Stored data —
══════════

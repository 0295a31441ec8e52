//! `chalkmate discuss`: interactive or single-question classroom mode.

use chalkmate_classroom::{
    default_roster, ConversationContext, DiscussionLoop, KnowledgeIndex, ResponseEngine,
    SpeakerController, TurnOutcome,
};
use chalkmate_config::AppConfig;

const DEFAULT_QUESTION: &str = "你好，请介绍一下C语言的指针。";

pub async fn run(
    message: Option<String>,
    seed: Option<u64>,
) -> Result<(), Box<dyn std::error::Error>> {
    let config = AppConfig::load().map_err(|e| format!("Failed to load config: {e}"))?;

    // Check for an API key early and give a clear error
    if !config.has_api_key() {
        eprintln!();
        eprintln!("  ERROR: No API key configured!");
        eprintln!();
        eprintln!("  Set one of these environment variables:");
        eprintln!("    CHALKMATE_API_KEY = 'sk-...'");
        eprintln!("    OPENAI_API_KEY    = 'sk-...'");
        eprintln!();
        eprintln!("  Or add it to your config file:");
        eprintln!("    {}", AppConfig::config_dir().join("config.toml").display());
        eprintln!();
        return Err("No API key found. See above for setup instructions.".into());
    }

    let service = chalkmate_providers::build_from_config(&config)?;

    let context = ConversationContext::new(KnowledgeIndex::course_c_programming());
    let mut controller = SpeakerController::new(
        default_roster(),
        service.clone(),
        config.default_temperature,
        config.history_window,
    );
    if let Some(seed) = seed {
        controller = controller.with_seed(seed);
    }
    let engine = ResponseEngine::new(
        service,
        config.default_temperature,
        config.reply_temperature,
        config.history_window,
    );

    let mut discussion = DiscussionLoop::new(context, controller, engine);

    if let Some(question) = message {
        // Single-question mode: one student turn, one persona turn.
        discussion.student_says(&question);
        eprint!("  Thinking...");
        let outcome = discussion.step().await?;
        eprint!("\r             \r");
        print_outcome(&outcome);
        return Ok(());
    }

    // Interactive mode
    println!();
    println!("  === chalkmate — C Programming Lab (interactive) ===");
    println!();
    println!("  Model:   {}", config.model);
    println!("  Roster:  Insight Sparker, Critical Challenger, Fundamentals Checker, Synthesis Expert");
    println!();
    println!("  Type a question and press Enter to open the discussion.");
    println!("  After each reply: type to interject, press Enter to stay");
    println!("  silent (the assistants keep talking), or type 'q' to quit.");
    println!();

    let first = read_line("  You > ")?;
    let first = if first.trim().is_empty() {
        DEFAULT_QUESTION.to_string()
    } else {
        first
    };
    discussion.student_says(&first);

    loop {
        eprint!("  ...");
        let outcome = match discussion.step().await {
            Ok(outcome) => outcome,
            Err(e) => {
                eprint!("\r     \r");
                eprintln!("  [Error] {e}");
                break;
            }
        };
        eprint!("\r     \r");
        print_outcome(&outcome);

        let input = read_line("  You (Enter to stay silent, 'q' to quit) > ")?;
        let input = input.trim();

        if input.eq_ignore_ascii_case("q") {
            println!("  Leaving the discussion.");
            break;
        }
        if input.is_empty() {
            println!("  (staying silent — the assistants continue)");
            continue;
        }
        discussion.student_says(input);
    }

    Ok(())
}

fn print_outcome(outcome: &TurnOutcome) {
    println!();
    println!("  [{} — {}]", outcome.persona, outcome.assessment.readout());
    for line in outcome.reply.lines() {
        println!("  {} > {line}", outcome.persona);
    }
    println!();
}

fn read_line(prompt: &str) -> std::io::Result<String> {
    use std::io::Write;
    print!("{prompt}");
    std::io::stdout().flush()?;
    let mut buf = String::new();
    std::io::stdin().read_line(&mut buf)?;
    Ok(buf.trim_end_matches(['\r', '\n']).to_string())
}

══════════

What is needed — State the number of lines in the records that include the string "silent", without any other words.

Answer for this exercise — 3